#### [About this exercise]
Retrieve each line that contains the word "Deleted" from the entries below.

(Data excerpts)
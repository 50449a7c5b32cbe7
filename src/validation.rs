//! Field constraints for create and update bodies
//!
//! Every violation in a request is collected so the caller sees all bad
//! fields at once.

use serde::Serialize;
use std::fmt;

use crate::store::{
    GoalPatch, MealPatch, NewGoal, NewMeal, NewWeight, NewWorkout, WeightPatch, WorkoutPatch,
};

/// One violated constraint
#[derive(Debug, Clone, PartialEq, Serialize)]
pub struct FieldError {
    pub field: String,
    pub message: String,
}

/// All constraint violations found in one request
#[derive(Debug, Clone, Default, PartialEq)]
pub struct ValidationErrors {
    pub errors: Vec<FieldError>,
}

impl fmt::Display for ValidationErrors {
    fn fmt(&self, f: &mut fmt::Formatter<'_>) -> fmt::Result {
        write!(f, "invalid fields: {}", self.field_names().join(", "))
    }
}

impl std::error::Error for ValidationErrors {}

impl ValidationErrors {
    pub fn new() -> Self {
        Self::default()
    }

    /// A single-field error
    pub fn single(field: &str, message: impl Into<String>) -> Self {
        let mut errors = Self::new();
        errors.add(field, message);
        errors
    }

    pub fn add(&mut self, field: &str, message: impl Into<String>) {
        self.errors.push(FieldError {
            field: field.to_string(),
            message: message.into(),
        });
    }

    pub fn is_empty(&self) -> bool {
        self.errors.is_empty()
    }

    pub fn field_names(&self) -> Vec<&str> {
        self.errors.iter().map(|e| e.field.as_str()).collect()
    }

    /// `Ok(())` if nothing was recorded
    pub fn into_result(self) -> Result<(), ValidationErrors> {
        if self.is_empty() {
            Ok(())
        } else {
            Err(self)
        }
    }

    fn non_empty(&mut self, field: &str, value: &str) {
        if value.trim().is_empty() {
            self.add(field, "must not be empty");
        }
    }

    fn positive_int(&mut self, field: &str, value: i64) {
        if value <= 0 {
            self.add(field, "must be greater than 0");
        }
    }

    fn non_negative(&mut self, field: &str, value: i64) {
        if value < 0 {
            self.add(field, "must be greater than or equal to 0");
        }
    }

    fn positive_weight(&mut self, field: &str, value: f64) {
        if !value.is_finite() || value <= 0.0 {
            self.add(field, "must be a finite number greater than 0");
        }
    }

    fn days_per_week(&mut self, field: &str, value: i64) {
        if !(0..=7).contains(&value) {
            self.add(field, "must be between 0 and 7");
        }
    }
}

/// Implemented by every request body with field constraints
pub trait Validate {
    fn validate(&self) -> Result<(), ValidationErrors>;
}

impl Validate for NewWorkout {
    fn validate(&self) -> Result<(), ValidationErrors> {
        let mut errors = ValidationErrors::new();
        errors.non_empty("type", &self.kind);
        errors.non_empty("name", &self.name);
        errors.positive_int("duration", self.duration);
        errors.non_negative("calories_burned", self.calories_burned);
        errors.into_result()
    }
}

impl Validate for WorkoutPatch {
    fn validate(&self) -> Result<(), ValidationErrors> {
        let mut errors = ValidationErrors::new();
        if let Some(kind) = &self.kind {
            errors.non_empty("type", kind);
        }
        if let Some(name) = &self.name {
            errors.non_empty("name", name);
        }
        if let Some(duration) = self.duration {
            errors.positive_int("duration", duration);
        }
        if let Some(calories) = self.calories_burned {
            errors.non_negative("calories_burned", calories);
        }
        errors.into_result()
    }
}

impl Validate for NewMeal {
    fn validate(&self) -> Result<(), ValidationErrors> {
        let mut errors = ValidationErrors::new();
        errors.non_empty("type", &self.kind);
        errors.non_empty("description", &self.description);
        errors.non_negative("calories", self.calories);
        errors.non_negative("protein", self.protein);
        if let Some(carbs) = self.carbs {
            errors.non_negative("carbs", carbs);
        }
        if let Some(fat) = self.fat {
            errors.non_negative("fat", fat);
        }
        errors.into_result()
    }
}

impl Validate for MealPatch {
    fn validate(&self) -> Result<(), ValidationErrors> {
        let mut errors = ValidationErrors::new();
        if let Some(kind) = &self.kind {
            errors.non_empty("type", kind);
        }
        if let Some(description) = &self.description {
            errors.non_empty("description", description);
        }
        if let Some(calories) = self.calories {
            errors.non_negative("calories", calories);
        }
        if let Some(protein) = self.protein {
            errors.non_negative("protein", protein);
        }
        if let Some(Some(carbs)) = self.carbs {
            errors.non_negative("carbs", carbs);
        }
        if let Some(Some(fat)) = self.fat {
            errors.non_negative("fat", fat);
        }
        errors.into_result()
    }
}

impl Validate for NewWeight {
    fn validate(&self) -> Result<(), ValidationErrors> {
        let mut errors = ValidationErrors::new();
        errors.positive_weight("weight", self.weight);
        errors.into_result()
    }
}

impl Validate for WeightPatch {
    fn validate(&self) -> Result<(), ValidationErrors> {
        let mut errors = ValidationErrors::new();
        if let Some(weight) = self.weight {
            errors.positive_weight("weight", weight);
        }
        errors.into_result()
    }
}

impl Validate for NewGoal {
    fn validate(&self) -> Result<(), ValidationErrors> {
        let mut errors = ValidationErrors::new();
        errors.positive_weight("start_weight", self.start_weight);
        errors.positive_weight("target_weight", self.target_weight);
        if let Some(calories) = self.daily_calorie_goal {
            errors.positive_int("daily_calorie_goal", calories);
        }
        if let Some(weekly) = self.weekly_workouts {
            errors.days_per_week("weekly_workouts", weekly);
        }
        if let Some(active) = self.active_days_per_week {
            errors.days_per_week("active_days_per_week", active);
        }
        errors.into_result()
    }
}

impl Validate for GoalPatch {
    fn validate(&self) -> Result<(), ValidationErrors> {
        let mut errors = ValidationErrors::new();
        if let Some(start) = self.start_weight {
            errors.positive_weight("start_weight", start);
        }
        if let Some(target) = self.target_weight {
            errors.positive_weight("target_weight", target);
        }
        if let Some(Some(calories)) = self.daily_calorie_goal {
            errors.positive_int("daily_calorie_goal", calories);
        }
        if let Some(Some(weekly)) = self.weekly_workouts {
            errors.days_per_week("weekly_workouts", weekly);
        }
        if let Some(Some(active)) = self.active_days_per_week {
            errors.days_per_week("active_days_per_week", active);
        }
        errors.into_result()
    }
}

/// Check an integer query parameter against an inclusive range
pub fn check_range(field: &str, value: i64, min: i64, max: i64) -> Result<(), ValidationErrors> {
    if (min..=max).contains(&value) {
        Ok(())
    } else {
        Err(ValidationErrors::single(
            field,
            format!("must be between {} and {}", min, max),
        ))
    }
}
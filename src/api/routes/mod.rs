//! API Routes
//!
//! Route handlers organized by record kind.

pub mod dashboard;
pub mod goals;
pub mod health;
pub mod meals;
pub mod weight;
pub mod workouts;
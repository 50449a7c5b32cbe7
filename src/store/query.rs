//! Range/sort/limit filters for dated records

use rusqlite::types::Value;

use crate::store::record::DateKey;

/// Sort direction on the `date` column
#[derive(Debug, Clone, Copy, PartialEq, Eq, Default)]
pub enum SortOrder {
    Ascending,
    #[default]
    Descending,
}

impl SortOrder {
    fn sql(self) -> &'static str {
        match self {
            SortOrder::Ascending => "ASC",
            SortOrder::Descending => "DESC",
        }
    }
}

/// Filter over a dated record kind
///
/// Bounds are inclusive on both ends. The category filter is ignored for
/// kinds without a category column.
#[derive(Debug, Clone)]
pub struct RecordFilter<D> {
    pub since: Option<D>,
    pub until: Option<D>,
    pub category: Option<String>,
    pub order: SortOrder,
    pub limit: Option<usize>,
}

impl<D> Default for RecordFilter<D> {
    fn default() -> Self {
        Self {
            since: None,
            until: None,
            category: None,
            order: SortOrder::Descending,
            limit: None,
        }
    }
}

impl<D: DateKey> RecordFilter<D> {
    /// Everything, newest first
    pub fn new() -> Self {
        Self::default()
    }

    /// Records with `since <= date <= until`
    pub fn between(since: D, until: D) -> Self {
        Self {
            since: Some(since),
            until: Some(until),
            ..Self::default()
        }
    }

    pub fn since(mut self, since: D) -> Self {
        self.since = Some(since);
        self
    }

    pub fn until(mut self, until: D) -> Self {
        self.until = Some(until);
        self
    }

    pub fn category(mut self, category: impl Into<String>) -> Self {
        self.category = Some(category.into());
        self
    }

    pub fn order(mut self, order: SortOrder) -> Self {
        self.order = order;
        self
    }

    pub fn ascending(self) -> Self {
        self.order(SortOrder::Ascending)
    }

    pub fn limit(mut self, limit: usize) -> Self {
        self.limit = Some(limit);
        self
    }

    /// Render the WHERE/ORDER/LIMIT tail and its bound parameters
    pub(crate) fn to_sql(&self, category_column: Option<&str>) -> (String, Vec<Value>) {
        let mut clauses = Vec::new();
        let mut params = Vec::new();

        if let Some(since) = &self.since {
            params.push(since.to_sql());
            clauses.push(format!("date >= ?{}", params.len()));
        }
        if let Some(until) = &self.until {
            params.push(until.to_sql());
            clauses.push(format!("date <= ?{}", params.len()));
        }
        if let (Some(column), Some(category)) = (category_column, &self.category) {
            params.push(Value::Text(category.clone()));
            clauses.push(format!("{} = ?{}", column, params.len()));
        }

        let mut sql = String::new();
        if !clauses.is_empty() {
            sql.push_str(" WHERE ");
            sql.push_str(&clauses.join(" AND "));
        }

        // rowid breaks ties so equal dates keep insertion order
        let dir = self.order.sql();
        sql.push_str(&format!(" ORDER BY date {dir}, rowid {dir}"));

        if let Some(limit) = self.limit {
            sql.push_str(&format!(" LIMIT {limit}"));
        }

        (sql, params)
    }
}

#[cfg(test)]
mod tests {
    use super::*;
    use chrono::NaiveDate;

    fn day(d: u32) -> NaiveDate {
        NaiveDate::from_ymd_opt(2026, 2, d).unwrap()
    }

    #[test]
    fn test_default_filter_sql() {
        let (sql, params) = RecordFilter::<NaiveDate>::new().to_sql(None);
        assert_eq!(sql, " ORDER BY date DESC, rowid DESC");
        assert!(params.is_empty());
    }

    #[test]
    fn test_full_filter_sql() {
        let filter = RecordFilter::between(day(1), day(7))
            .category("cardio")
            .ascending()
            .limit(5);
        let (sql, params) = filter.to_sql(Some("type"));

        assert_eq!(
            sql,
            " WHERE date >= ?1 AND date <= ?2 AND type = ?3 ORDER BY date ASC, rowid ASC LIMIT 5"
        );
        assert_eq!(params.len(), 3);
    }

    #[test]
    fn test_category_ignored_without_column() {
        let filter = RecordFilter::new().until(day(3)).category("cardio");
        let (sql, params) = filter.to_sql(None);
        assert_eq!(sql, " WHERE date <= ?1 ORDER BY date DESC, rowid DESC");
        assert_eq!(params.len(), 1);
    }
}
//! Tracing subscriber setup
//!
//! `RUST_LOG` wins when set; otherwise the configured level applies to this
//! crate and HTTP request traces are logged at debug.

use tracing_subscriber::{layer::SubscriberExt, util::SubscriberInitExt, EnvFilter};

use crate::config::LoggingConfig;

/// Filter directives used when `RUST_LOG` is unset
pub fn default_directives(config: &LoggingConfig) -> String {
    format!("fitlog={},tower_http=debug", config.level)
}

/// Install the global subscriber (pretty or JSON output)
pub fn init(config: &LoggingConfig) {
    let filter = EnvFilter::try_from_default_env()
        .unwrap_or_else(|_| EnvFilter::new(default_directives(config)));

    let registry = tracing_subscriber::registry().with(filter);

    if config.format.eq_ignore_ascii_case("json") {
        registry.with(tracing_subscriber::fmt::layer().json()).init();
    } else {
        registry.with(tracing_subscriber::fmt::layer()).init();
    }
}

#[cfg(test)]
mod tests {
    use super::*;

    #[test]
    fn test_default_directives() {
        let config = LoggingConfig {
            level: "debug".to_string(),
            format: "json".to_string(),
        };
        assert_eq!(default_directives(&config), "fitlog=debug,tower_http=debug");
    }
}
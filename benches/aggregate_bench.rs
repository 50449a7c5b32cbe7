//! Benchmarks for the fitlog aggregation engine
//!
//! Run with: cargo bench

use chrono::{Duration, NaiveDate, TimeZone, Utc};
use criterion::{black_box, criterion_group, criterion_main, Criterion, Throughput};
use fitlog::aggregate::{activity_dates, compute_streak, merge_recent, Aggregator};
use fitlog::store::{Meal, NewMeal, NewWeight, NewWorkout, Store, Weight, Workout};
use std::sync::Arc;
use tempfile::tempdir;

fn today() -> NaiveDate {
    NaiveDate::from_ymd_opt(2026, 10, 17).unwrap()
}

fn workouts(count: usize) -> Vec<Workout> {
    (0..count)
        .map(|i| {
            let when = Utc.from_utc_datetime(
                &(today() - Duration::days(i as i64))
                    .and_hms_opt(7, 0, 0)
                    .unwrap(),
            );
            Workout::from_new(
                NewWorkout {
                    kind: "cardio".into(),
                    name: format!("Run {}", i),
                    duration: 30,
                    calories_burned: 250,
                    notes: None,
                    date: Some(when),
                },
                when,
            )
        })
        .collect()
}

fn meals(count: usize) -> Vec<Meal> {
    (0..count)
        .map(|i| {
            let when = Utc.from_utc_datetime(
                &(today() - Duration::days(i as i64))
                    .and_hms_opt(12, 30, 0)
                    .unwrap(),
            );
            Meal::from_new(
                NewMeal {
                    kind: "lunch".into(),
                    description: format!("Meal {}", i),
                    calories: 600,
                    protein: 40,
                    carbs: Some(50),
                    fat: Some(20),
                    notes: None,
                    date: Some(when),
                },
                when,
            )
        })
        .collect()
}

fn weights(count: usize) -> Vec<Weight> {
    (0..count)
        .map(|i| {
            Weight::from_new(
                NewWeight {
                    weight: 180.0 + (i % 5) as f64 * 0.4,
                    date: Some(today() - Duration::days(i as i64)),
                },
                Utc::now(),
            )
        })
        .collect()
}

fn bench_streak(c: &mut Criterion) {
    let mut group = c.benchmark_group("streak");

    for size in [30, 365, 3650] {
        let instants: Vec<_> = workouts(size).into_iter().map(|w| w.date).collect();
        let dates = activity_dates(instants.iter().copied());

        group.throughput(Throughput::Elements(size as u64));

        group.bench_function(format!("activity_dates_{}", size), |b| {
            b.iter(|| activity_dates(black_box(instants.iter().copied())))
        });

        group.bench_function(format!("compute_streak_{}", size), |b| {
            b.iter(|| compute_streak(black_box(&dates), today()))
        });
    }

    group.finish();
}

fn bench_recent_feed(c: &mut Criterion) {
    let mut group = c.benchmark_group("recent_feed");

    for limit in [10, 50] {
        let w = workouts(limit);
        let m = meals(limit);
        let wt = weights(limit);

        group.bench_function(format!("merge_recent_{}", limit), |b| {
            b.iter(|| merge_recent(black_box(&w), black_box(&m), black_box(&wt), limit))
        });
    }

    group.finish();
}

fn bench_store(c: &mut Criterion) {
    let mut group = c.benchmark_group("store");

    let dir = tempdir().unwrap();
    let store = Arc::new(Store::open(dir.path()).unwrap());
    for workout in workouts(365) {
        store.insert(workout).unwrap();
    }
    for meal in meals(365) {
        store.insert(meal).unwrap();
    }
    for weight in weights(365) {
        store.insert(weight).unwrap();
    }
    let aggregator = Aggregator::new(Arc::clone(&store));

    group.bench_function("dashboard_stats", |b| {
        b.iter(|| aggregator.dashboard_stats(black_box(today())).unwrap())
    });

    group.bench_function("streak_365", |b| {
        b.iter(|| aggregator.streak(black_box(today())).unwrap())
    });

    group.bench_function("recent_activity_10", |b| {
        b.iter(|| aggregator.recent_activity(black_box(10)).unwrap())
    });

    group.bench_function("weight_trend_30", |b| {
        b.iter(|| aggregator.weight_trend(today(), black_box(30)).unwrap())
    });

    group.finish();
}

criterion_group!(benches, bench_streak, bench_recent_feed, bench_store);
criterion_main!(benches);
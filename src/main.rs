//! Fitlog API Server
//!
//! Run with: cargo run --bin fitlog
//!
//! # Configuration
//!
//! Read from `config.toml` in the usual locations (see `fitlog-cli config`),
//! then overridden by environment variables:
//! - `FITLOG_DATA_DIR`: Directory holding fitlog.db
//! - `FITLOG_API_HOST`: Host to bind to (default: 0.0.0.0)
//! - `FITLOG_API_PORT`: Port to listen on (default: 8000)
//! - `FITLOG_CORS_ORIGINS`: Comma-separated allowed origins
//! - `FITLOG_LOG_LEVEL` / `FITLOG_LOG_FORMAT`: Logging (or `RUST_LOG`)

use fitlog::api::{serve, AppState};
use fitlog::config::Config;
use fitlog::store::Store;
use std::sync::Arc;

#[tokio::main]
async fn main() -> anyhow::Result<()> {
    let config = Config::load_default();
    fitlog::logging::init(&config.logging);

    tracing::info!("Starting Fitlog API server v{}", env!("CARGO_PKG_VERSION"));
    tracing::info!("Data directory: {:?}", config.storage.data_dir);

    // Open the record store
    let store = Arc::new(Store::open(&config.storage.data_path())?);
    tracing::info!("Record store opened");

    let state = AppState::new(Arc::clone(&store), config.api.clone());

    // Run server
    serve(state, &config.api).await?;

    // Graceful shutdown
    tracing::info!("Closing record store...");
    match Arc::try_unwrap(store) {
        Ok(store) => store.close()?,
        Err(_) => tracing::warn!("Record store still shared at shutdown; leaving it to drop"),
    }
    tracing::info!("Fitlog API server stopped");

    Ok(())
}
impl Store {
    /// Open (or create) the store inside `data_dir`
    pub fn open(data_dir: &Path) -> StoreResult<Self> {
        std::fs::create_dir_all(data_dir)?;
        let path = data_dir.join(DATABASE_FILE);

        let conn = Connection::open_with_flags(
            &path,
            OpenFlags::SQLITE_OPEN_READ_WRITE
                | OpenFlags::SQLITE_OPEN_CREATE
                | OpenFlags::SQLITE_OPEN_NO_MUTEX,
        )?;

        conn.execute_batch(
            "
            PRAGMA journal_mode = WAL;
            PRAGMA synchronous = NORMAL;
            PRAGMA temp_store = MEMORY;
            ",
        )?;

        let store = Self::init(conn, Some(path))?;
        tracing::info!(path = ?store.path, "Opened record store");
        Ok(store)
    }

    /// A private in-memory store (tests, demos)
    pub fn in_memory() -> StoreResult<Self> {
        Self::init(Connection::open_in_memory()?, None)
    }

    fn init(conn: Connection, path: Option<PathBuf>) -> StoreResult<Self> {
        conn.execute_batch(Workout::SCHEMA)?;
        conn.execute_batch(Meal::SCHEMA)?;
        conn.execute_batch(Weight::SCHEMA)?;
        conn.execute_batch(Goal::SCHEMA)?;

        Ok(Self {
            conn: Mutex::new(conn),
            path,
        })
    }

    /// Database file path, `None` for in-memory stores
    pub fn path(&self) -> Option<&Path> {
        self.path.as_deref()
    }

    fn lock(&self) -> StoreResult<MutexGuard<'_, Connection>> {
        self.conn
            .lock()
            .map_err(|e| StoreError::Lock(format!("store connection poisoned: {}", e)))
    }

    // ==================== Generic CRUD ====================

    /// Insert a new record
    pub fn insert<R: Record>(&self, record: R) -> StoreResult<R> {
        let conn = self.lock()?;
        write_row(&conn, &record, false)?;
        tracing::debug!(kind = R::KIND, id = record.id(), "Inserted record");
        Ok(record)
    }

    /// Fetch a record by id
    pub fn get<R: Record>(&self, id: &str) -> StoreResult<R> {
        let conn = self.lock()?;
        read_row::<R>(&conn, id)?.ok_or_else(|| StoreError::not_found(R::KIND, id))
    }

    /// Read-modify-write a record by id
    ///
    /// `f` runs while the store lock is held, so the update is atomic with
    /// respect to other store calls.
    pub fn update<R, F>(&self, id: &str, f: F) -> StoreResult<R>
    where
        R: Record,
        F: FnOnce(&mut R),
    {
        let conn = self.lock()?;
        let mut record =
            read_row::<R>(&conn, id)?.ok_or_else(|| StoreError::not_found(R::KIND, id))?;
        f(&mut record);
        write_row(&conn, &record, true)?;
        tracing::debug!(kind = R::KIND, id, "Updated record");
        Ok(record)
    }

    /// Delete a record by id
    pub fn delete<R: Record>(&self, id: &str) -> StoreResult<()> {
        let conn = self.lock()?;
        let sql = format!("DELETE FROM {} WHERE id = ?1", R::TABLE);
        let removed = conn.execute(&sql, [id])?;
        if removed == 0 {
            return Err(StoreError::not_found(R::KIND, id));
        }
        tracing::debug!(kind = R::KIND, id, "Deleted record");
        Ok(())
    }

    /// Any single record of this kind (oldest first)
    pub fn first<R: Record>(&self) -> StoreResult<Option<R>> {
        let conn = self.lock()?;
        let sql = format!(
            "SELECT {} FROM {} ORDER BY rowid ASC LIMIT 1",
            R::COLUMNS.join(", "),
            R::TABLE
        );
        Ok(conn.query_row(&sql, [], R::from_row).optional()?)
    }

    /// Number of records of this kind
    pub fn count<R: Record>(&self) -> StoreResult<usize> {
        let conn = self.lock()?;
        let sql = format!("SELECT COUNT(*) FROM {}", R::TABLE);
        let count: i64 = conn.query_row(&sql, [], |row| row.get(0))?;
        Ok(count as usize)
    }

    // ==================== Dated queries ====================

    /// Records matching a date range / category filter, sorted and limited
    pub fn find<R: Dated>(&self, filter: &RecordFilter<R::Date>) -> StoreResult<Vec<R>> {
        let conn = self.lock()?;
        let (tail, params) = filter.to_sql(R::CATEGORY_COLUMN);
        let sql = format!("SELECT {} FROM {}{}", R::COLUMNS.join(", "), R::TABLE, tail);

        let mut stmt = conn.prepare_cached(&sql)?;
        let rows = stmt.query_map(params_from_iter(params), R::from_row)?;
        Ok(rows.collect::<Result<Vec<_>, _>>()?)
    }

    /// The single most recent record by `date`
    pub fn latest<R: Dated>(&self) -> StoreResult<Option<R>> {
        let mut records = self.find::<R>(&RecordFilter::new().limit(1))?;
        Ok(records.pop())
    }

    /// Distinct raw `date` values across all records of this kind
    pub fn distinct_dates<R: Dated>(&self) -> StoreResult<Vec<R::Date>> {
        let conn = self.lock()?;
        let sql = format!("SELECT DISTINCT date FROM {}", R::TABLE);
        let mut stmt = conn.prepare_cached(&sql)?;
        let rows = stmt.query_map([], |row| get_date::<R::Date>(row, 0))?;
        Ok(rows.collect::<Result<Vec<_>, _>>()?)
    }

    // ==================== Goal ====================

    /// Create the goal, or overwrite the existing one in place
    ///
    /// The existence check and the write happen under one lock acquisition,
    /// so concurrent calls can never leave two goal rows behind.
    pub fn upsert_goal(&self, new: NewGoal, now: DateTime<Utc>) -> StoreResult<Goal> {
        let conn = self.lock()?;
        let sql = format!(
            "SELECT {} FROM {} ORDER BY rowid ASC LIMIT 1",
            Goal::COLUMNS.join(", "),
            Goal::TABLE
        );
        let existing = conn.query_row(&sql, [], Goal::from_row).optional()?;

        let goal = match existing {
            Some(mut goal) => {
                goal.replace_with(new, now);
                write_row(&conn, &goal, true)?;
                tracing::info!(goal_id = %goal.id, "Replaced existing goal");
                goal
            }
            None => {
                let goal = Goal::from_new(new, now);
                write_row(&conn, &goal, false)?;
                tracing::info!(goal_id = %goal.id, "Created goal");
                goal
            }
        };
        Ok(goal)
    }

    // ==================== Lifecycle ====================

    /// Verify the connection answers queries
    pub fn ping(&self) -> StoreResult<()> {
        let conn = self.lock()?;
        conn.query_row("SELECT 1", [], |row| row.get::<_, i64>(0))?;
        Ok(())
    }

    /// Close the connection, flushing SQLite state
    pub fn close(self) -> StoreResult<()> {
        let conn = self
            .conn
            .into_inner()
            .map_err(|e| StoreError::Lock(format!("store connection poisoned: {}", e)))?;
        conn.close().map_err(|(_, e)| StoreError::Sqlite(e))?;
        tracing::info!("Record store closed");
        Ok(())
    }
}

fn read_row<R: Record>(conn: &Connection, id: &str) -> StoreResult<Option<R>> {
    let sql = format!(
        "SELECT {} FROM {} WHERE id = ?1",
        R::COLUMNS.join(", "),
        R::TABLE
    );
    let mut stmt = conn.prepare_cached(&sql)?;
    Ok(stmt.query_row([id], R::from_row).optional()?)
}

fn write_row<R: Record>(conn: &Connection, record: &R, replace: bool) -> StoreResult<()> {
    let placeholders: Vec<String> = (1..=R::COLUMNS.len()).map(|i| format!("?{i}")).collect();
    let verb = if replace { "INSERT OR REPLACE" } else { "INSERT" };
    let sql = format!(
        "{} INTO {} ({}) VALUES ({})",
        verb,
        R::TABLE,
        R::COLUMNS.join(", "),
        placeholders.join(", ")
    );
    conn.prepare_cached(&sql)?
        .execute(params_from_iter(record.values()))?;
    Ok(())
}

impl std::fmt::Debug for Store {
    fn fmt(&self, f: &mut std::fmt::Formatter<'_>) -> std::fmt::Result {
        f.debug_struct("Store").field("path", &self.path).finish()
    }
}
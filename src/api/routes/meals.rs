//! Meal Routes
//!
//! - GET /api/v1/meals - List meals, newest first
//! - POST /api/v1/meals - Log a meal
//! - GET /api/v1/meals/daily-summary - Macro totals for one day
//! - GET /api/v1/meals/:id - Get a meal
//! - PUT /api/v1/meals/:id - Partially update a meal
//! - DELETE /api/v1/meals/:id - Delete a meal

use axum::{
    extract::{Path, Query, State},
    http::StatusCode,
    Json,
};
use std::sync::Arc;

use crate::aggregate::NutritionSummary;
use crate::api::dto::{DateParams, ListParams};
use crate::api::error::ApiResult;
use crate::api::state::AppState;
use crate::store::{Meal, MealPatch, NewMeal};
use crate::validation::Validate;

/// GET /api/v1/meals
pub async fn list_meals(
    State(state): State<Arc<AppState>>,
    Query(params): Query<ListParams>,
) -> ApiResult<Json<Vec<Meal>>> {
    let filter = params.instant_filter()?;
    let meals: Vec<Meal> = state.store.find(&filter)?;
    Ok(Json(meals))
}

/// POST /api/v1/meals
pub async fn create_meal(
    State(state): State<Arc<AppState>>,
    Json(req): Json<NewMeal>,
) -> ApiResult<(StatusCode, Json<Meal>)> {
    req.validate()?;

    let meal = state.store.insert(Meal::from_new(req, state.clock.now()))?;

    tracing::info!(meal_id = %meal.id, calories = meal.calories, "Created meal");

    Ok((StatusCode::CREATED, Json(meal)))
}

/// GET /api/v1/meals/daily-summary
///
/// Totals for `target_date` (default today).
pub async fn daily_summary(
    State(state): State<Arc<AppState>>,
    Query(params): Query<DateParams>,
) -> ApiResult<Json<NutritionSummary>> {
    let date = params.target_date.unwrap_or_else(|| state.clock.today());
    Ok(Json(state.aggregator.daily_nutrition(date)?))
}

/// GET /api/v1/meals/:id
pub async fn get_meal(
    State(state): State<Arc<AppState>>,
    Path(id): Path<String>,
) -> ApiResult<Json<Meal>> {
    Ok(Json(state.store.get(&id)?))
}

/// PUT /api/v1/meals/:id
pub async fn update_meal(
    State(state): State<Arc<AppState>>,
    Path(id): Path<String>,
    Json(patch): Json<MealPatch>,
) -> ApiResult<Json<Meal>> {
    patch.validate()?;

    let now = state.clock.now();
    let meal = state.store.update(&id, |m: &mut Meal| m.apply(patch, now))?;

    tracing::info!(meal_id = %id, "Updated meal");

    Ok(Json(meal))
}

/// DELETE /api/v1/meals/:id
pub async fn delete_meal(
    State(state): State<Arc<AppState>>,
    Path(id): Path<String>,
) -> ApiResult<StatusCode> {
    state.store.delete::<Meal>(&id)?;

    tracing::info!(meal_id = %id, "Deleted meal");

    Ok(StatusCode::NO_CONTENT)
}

#### [Result for this task]
        tracing::debug!(kind = R::KIND, id, "Deleted record");
    tracing::info!(meal_id = %id, "Deleted meal");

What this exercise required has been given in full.